Dr. Mansfield smiles and starts:

  • Almost 30% of women carry the Streptococcus B vaginal virus.
  • The recommendations state that treatment should be given during labour to any woman who has a positive screening test.
  • Some women had a negative screening test and their babies developed a Streptococcus B infection. Treating every woman with a positive screening test does not prevent all cases of infection.
  • I completely agree with treating patients depending on the risk factors talked about before… Knowing it doesn’t prevent all cases either.
  • Statistics show that we need to treat 200 women to prevent one case of baby’s Streptococcus B infection, because the infection is relatively rare. We are not statistics, and when a baby is infected, it’s always a tragic event.

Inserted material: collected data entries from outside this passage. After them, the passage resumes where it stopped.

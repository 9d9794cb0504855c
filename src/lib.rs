//! `uttercut` — prepare speech-training datasets from YouTube playlists.
//!
//! This crate provides:
//! - Caption segment refinement (noise filtering + temporal merging)
//! - Audio slicing into per-utterance clips aligned to caption timing
//! - Playlist orchestration over a pluggable video source
//! - WAV clip output plus a pipe-separated transcript index
//!
//! The refine and slice cores are pure, synchronous functions; everything
//! network-facing sits behind the [`source::VideoSource`] trait, with the
//! shipped implementation shelling out to `yt-dlp`.

// High-level API (most consumers should start here).
pub mod opts;
pub mod pipeline;

// Segment data model and the refinement core.
pub mod refine;
pub mod segments;

// Audio slicing and normalization.
pub mod clip;
pub mod resample;
pub mod wav;

// Caption wire format.
pub mod json3;

// Collaborator seam and the yt-dlp-backed implementation.
pub mod source;
pub mod ytdlp;

// Transcript index output.
pub mod metadata;

// Logging configuration and control.
pub mod logging;

mod error;

pub use error::{Error, Result};
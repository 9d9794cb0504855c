//! Playlist orchestration.
//!
//! Drives the per-video pipeline: fetch captions → refine → download audio →
//! slice → write clips and transcripts. The pipeline is deliberately thin; all
//! of the interesting behavior lives in [`crate::refine`] and [`crate::clip`].
//!
//! Failure policy: a failure on one video is logged with its id and reason and
//! that video is skipped; the playlist keeps going. Only failures before any
//! per-video work starts (listing the playlist, opening the output directory)
//! abort the run. The final [`PlaylistReport`] tells callers whether anything
//! was skipped.

use std::path::Path;

use tracing::{debug, info, warn};

use crate::clip::slice_clips;
use crate::error::Result;
use crate::metadata::MetadataWriter;
use crate::opts::Opts;
use crate::refine::refine;
use crate::source::VideoSource;
use crate::wav;

/// Outcome of one playlist run.
#[derive(Debug, Clone, PartialEq, Eq)]
pub struct PlaylistReport {
    /// Videos fully processed (including ones that produced zero clips).
    pub processed: usize,

    /// Videos skipped due to a per-video failure.
    pub skipped: usize,

    /// Total clips written to disk.
    pub clips_written: usize,
}

impl PlaylistReport {
    /// Whether every listed video was processed.
    pub fn all_succeeded(&self) -> bool {
        self.skipped == 0
    }
}

/// Process every video in a playlist into per-utterance clips.
///
/// Clips land at `{output_dir}/{video_id}_{i:04}.wav` (1-based segment index)
/// with one transcript line per written clip in `metadata.csv`. Each video's
/// full download is transiently materialized at `{output_dir}/{video_id}_audio.wav`
/// and removed once its clips are cut.
pub fn run_playlist(
    source: &impl VideoSource,
    playlist_url: &str,
    opts: &Opts,
) -> Result<PlaylistReport> {
    std::fs::create_dir_all(&opts.output_dir)?;

    let video_ids = source.list_video_ids(playlist_url, opts.only_captions)?;
    let mut metadata = MetadataWriter::open(&opts.output_dir, opts.overwrite_metadata)?;

    let mut report = PlaylistReport {
        processed: 0,
        skipped: 0,
        clips_written: 0,
    };

    for video_id in &video_ids {
        match process_video(source, video_id, opts, &mut metadata) {
            Ok(written) => {
                report.processed += 1;
                report.clips_written += written;
            }
            Err(err) => {
                warn!(video_id, error = %err, "skipping video");
                report.skipped += 1;
            }
        }
    }

    metadata.flush()?;

    info!(
        processed = report.processed,
        skipped = report.skipped,
        clips = report.clips_written,
        "playlist run finished"
    );
    Ok(report)
}

/// Run the fetch → refine → download → slice → write pipeline for one video.
///
/// Returns the number of clips written. The refine step runs before the audio
/// download so videos whose captions refine to nothing are never downloaded.
fn process_video(
    source: &impl VideoSource,
    video_id: &str,
    opts: &Opts,
    metadata: &mut MetadataWriter,
) -> Result<usize> {
    let captions = source.fetch_captions(video_id)?;
    let refined = refine(&captions)?;
    if refined.is_empty() {
        debug!(video_id, "no usable utterances, skipping download");
        return Ok(0);
    }

    let staging_wav = opts.output_dir.join(format!("{video_id}_audio.wav"));
    let samples = source.fetch_audio(video_id, opts.sample_rate, &staging_wav)?;

    let clips = slice_clips(&samples, opts.sample_rate, &refined)?;

    let mut written = 0;
    for (index, (text, clip)) in clips.iter().enumerate() {
        // The clip index tracks the refined segment index even when an empty
        // clip is not written, so file names stay aligned with the segments.
        let stem = format!("{video_id}_{:04}", index + 1);

        if clip.is_empty() && !opts.keep_empty_clips {
            debug!(video_id, clip = %stem, "dropping zero-length clip");
            continue;
        }

        wav::write_clip(opts.output_dir.join(format!("{stem}.wav")), clip)?;
        metadata.record(&stem, text)?;
        written += 1;
    }

    remove_staging(&staging_wav);

    info!(video_id, clips = written, "video processed");
    Ok(written)
}

/// Remove the transient full-video download.
///
/// Best effort: a leftover staging file wastes disk but does not invalidate the
/// dataset, so failure to remove it is logged rather than propagated.
fn remove_staging(staging_wav: &Path) {
    if let Err(err) = std::fs::remove_file(staging_wav) {
        if staging_wav.exists() {
            warn!(path = %staging_wav.display(), error = %err, "failed to remove staging audio");
        }
    }
}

  • A warning has been put out in the medical society to prevent the excessive use of antibiotics, because it is now more common to see really resistant bacteria, therefore, potentially very dangerous.

“Many articles exist on the subject. You must be careful because many of them are distorted and dramatize the situation, and others seem to be opposed to everything without actually taking the facts into account."